# Task to complete
Needed from the data below: every line from the one with "its string form" up to and including the one with "Remove a member", repeated exactly and with nothing else.

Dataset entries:
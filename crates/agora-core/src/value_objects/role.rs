//! Membership roles and the group capability policy
//!
//! Every group-scoped authorization decision in the application goes
//! through [`Actor::allows`]. Services load the group and the caller's
//! membership row, build an [`Actor`], and ask it about a [`GroupAction`];
//! no handler re-implements role checks.

use serde::{Deserialize, Serialize};
use std::fmt;

/// Membership role within a group
///
/// Ordered by authority: `Member < Moderator < Admin`. The group owner sits
/// above all roles and is represented on [`Actor`], not here.
#[derive(Debug, Clone, Copy, PartialEq, Eq, PartialOrd, Ord, Hash, Serialize, Deserialize)]
#[serde(rename_all = "SCREAMING_SNAKE_CASE")]
pub enum GroupRole {
    Member,
    Moderator,
    Admin,
}

impl GroupRole {
    /// Database/API representation
    pub fn as_str(&self) -> &'static str {
        match self {
            Self::Admin => "ADMIN",
            Self::Moderator => "MODERATOR",
            Self::Member => "MEMBER",
        }
    }
}

impl fmt::Display for GroupRole {
    fn fmt(&self, f: &mut fmt::Formatter<'_>) -> fmt::Result {
        f.write_str(self.as_str())
    }
}

impl std::str::FromStr for GroupRole {
    type Err = RoleParseError;

    fn from_str(s: &str) -> Result<Self, Self::Err> {
        match s {
            "ADMIN" => Ok(Self::Admin),
            "MODERATOR" => Ok(Self::Moderator),
            "MEMBER" => Ok(Self::Member),
            _ => Err(RoleParseError),
        }
    }
}

/// Error when parsing a role from its string form
#[derive(Debug, Clone, Copy, PartialEq, Eq, thiserror::Error)]
#[error("unknown role")]
pub struct RoleParseError;

/// Actions governed by the group policy
#[derive(Debug, Clone, Copy, PartialEq, Eq)]
pub enum GroupAction {
    /// Read the group itself
    ViewGroup,
    /// List the member roster
    ViewMembers,
    /// List/read posts in the group
    ViewPosts,
    /// Create a post in the group
    CreatePost,
    /// Add a member with a non-admin role
    AddMember,
    /// Grant the ADMIN role (on add or on role change)
    GrantAdmin,
    /// Change an existing member's role
    UpdateRole,
    /// Remove a member holding `target` role
    RemoveMember { target: GroupRole },
    /// List and decide pending join requests
    ReviewJoinRequests,
    /// Edit group name/description/privacy
    UpdateGroup,
    /// Delete the group
    DeleteGroup,
    /// Edit or delete other members' posts
    ModerateContent,
}

/// The caller, as seen by the policy
///
/// `role` is `None` for authenticated users with no membership row.
#[derive(Debug, Clone, Copy, PartialEq, Eq)]
pub struct Actor {
    pub is_owner: bool,
    pub role: Option<GroupRole>,
}

impl Actor {
    pub fn owner() -> Self {
        Self {
            is_owner: true,
            role: Some(GroupRole::Admin),
        }
    }

    pub fn with_role(role: GroupRole) -> Self {
        Self {
            is_owner: false,
            role: Some(role),
        }
    }

    pub fn non_member() -> Self {
        Self {
            is_owner: false,
            role: None,
        }
    }

    /// Decide whether this actor may perform `action` in a group with the
    /// given privacy. Pure function of its inputs; the single source of
    /// truth for the role decision table.
    ///
    /// Owner exceptions that depend on the *target* (the owner's own row
    /// can never be removed or demoted) are enforced by the services,
    /// since they need the target's identity, not just its role.
    pub fn allows(&self, is_private: bool, action: GroupAction) -> bool {
        if self.is_owner {
            return true;
        }

        use GroupAction::*;
        match action {
            ViewGroup | ViewMembers | ViewPosts => !is_private || self.role.is_some(),
            CreatePost => self.role.is_some(),
            AddMember | ReviewJoinRequests | ModerateContent => {
                self.role >= Some(GroupRole::Moderator)
            }
            RemoveMember { target } => match target {
                GroupRole::Member => self.role >= Some(GroupRole::Moderator),
                GroupRole::Moderator => self.role == Some(GroupRole::Admin),
                // Removing an admin is the owner's call
                GroupRole::Admin => false,
            },
            UpdateGroup => self.role == Some(GroupRole::Admin),
            // Role grants and revocations, and group deletion, are owner-only
            GrantAdmin | UpdateRole | DeleteGroup => false,
        }
    }
}
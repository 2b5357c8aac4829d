//! PostgreSQL implementation of UserRepository

use async_trait::async_trait;
use sqlx::PgPool;
use tracing::instrument;

use agora_core::entities::User;
use agora_core::error::DomainError;
use agora_core::traits::{RepoResult, UserRepository};
use agora_core::value_objects::Snowflake;

use crate::models::UserModel;

use super::error::{map_db_error, map_unique_violation, user_not_found};

/// PostgreSQL implementation of UserRepository
#[derive(Clone)]
pub struct PgUserRepository {
    pool: PgPool,
}

impl PgUserRepository {
    /// Create a new PgUserRepository
    pub fn new(pool: PgPool) -> Self {
        Self { pool }
    }
}

#[async_trait]
impl UserRepository for PgUserRepository {
    #[instrument(skip(self))]
    async fn find_by_id(&self, id: Snowflake) -> RepoResult<Option<User>> {
        let result = sqlx::query_as::<_, UserModel>(
            r"
            SELECT id, name, email, image, email_verified, created_at, updated_at
            FROM users
            WHERE id = $1
            ",
        )
        .bind(id.into_inner())
        .fetch_optional(&self.pool)
        .await
        .map_err(map_db_error)?;

        Ok(result.map(User::from))
    }

    #[instrument(skip(self))]
    async fn find_by_email(&self, email: &str) -> RepoResult<Option<User>> {
        let result = sqlx::query_as::<_, UserModel>(
            r"
            SELECT id, name, email, image, email_verified, created_at, updated_at
            FROM users
            WHERE email = $1
            ",
        )
        .bind(email)
        .fetch_optional(&self.pool)
        .await
        .map_err(map_db_error)?;

        Ok(result.map(User::from))
    }

    #[instrument(skip(self))]
    async fn email_exists(&self, email: &str) -> RepoResult<bool> {
        let result = sqlx::query_scalar::<_, bool>(
            r"
            SELECT EXISTS(SELECT 1 FROM users WHERE email = $1)
            ",
        )
        .bind(email)
        .fetch_one(&self.pool)
        .await
        .map_err(map_db_error)?;

        Ok(result)
    }

    #[instrument(skip(self, user, password_hash))]
    async fn create(&self, user: &User, password_hash: &str) -> RepoResult<()> {
        sqlx::query(
            r"
            INSERT INTO users (id, name, email, image, email_verified, password_hash, created_at, updated_at)
            VALUES ($1, $2, $3, $4, $5, $6, $7, $8)
            ",
        )
        .bind(user.id.into_inner())
        .bind(&user.name)
        .bind(&user.email)
        .bind(&user.image)
        .bind(user.email_verified)
        .bind(password_hash)
        .bind(user.created_at)
        .bind(user.updated_at)
        .execute(&self.pool)
        .await
        .map_err(|e| map_unique_violation(e, || DomainError::EmailAlreadyExists))?;

        Ok(())
    }

    #[instrument(skip(self, user))]
    async fn update(&self, user: &User) -> RepoResult<()> {
        let result = sqlx::query(
            r"
            UPDATE users
            SET name = $2, image = $3, updated_at = NOW()
            WHERE id = $1
            ",
        )
        .bind(user.id.into_inner())
        .bind(&user.name)
        .bind(&user.image)
        .execute(&self.pool)
        .await
        .map_err(map_db_error)?;

        if result.rows_affected() == 0 {
            return Err(user_not_found(user.id));
        }

        Ok(())
    }

    #[instrument(skip(self))]
    async fn get_password_hash(&self, id: Snowflake) -> RepoResult<Option<String>> {
        let result = sqlx::query_scalar::<_, String>(
            r"
            SELECT password_hash FROM users WHERE id = $1
            ",
        )
        .bind(id.into_inner())
        .fetch_optional(&self.pool)
        .await
        .map_err(map_db_error)?;

        Ok(result)
    }

    #[instrument(skip(self, password_hash))]
    async fn update_password(&self, id: Snowflake, password_hash: &str) -> RepoResult<()> {
        let result = sqlx::query(
            r"
            UPDATE users SET password_hash = $2, updated_at = NOW() WHERE id = $1
            ",
        )
        .bind(id.into_inner())
        .bind(password_hash)
        .execute(&self.pool)
        .await
        .map_err(map_db_error)?;

        if result.rows_affected() == 0 {
            return Err(user_not_found(id));
        }

        Ok(())
    }

    #[instrument(skip(self))]
    async fn mark_email_verified(&self, id: Snowflake) -> RepoResult<()> {
        let result = sqlx::query(
            r"
            UPDATE users SET email_verified = TRUE, updated_at = NOW() WHERE id = $1
            ",
        )
        .bind(id.into_inner())
        .execute(&self.pool)
        .await
        .map_err(map_db_error)?;

        if result.rows_affected() == 0 {
            return Err(user_not_found(id));
        }

        Ok(())
    }
}

#[cfg(test)]
mod tests {
    use super::*;

    #[test]
    fn test_repo_is_send_sync() {
        fn assert_send_sync<T: Send + Sync>() {}
        assert_send_sync::<PgUserRepository>();
    }
}
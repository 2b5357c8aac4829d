//! API Integration Tests
//!
//! These tests require:
//! - Running PostgreSQL instance (schema.sql applied)
//! - Environment variables: DATABASE_URL, JWT_SECRET, API_PORT
//!
//! Run with: cargo test -p integration-tests --test api_tests

use integration_tests::{assert_json, assert_status, check_test_env, fixtures::*, TestServer};
use reqwest::StatusCode;
use serde_json::json;

/// Register a fresh user and return (registration, auth)
async fn register_user(server: &TestServer) -> (RegisterRequest, AuthResponse) {
    let request = RegisterRequest::unique();
    let response = server
        .post("/api/v1/auth/register", &request)
        .await
        .expect("register request failed");
    let auth: AuthResponse = assert_json(response, StatusCode::CREATED).await.unwrap();
    (request, auth)
}

/// Create a group owned by `token`'s user
async fn create_group(server: &TestServer, token: &str, request: &CreateGroupRequest) -> GroupResponse {
    let response = server
        .post_auth("/api/v1/groups", token, request)
        .await
        .expect("create group request failed");
    assert_json(response, StatusCode::CREATED).await.unwrap()
}

// ============================================================================
// Health Check Tests
// ============================================================================

#[tokio::test]
async fn test_health_check() {
    if !check_test_env().await {
        return;
    }

    let server = TestServer::start().await.expect("Failed to start server");
    let response = server.get("/health").await.expect("Request failed");
    assert_status(response, StatusCode::OK).await.unwrap();
}

#[tokio::test]
async fn test_health_ready() {
    if !check_test_env().await {
        return;
    }

    let server = TestServer::start().await.expect("Failed to start server");
    let response = server.get("/health/ready").await.expect("Request failed");
    assert_status(response, StatusCode::OK).await.unwrap();
}

// ============================================================================
// Auth Tests
// ============================================================================

#[tokio::test]
async fn test_register_user() {
    if !check_test_env().await {
        return;
    }

    let server = TestServer::start().await.expect("Failed to start server");
    let (request, auth) = register_user(&server).await;

    assert_eq!(auth.user.name, request.name);
    assert_eq!(auth.user.email, request.email);
    assert!(!auth.user.email_verified);
    assert!(!auth.access_token.is_empty());
    assert!(!auth.refresh_token.is_empty());
}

# Exercise result
/// Error when parsing a role from its string form
#[derive(Debug, Clone, Copy, PartialEq, Eq, thiserror::Error)]
#[error("unknown role")]
pub struct RoleParseError;

/// Actions governed by the group policy
#[derive(Debug, Clone, Copy, PartialEq, Eq)]
pub enum GroupAction {
    /// Read the group itself
    ViewGroup,
    /// List the member roster
    ViewMembers,
    /// List/read posts in the group
    ViewPosts,
    /// Create a post in the group
    CreatePost,
    /// Add a member with a non-admin role
    AddMember,
    /// Grant the ADMIN role (on add or on role change)
    GrantAdmin,
    /// Change an existing member's role
    UpdateRole,
    /// Remove a member holding `target` role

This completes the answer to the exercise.